REGULATING THE REGULATORS: EXPLORING THE DRAFT UNCITRAL/ICSID CODE OF CONDUCT

One recurring criticism of investor-state dispute settlement (ISDS) relates to the power bestowed on an arbitrator and has resulted in a global call to action to regulate arbitrator conduct. Within this context, different arbitral institutions have approached codification in an international and commercial context, including the American Arbitration Association and International Centre for Dispute Resolution’s (AAA-ICDR’s) Code of Ethics for Arbitrators in Commercial Disputes, the Chartered Institute of Arbitrators’ (CIArb’s) Code of Professional and Ethical Conduct, the Club Español de Arbitraje’s Code of Good Practices, and the Singapore International Arbitration Centre’s (SIAC’s) Practice Code of Ethics for an Arbitrator. The ISDS context is necessarily different, and the International Bar Association (IBA) has opined with Rules of Ethics for International Arbitrators and separately, Guidelines on Party Representation in International Arbitration (IBA Guidelines).
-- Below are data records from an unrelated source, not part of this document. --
//! UseCase: 参加者登録処理
//!
//! ## テスト実装の作業記録
//!
//! ### 何をテストしているか
//! - RegisterParticipantUseCase::execute() メソッド
//! - 参加者の登録（重複チェック）と入室メッセージの追加
//!
//! ### なぜこのテストが必要か
//! - 同じ名前の参加者が二重に存在しないことを保証
//! - 入室メッセージが全員宛ての status として残ることを確認
//!
//! ### どのような状況を想定しているか
//! - 正常系：新規参加者の登録
//! - 異常系：登録済みの名前での登録試行
//! - 異常系：ストア障害

use std::sync::Arc;

use crate::domain::{
    MessageFactory, MessageRepository, Participant, ParticipantName, ParticipantRepository,
    Timestamp,
};

use super::error::RegisterError;

/// 参加者登録のユースケース
pub struct RegisterParticipantUseCase {
    participants: Arc<dyn ParticipantRepository>,
    messages: Arc<dyn MessageRepository>,
}

impl RegisterParticipantUseCase {
    /// 新しい RegisterParticipantUseCase を作成
    pub fn new(
        participants: Arc<dyn ParticipantRepository>,
        messages: Arc<dyn MessageRepository>,
    ) -> Self {
        Self {
            participants,
            messages,
        }
    }

    /// 参加者登録を実行
    ///
    /// 登録と入室メッセージの追加は独立した 2 つの操作です。
    /// 入室メッセージの追加に失敗しても参加者は登録されたままになります。
    ///
    /// # Returns
    ///
    /// * `Ok(Participant)` - 登録された参加者
    /// * `Err(RegisterError)` - 登録失敗
    pub async fn execute(&self, name: ParticipantName) -> Result<Participant, RegisterError> {
        let now = Timestamp::now();
        let participant = Participant::new(name.clone(), now);

        // 1. Registry に追加（重複時は AlreadyRegistered）
        self.participants.register(participant.clone()).await?;

        // 2. 入室メッセージを追加
        self.messages
            .append(MessageFactory::entered(name, now))
            .await?;

        Ok(participant)
    }
}
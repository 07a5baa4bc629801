//! Service layer: the sync pipeline and the registry surface.

pub mod cache_layer;
pub mod event_subscriber;
pub mod registry_service;
pub mod sync_processor;

pub use cache_layer::CacheLayer;
pub use event_subscriber::EventSubscriber;
pub use registry_service::{NewAgent, RegistryService};
pub use sync_processor::{SyncOutcome, SyncProcessor};
use crate::domain::errors::StoreError;
use crate::domain::models::AgentRecord;
use async_trait::async_trait;

/// Port for the document-store collection that mirrors on-chain agent
/// records. Only the sync processor writes here.
#[async_trait]
pub trait AgentStore: Send + Sync {
    /// Get a record by its agent id
    async fn get(&self, agent_id: &str) -> Result<Option<AgentRecord>, StoreError>;

    /// Insert-or-replace a record. The caller is responsible for the
    /// `last_synced_block` monotonicity guard.
    async fn upsert(&self, record: &AgentRecord) -> Result<(), StoreError>;

    /// List records belonging to one owner
    async fn list_by_owner(&self, owner_id: &str) -> Result<Vec<AgentRecord>, StoreError>;

    /// Total number of mirrored records
    async fn count(&self) -> Result<i64, StoreError>;
}
//! Infrastructure layer: configuration and process-level wiring.

pub mod config;
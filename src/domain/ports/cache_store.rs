use crate::domain::errors::CacheError;
use async_trait::async_trait;
use std::time::Duration;

/// Port for the TTL-bounded key-value cache backend.
///
/// This is the raw, fallible interface; `services::CacheLayer` wraps it
/// and absorbs every error so cache degradation is never fatal to a
/// request.
#[async_trait]
pub trait CacheStore: Send + Sync {
    /// Fetch a serialized payload. `Ok(None)` is a miss.
    async fn get(&self, key: &str) -> Result<Option<String>, CacheError>;

    /// Store a serialized payload with a per-entry TTL.
    async fn set(&self, key: &str, value: String, ttl: Duration) -> Result<(), CacheError>;

    /// Remove one entry.
    async fn invalidate(&self, key: &str) -> Result<(), CacheError>;

    /// Remove every entry whose key starts with `prefix`.
    async fn invalidate_prefix(&self, prefix: &str) -> Result<(), CacheError>;
}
The United Nations Commission on International Trade Law’s (UNCITRAL’s) Working Group III (WGIII) dedicated several sessions to investor-state reform, with a recurring agenda item to tackle independence and impartiality on the part of arbitrators and decision makers in ISDS – memorialised in background notes for the 36th Session in 2018 and the 38th Session in 2019, the latter including a specific reference to a code of conduct. On 1 May, UNCITRAL and the International Centre for the Settlement of Investment Disputes (ICSID) issued a new (and first) Draft Code of Conduct for Adjudicators in Investor-State Dispute Settlement (Draft Code), with an open consultation period to run until 15 October. The Draft Code is a pivot from the IBA Guidelines, in an effort to focus and define two anchoring principles – independence and impartiality – with flexibility of approach and optionality for member states.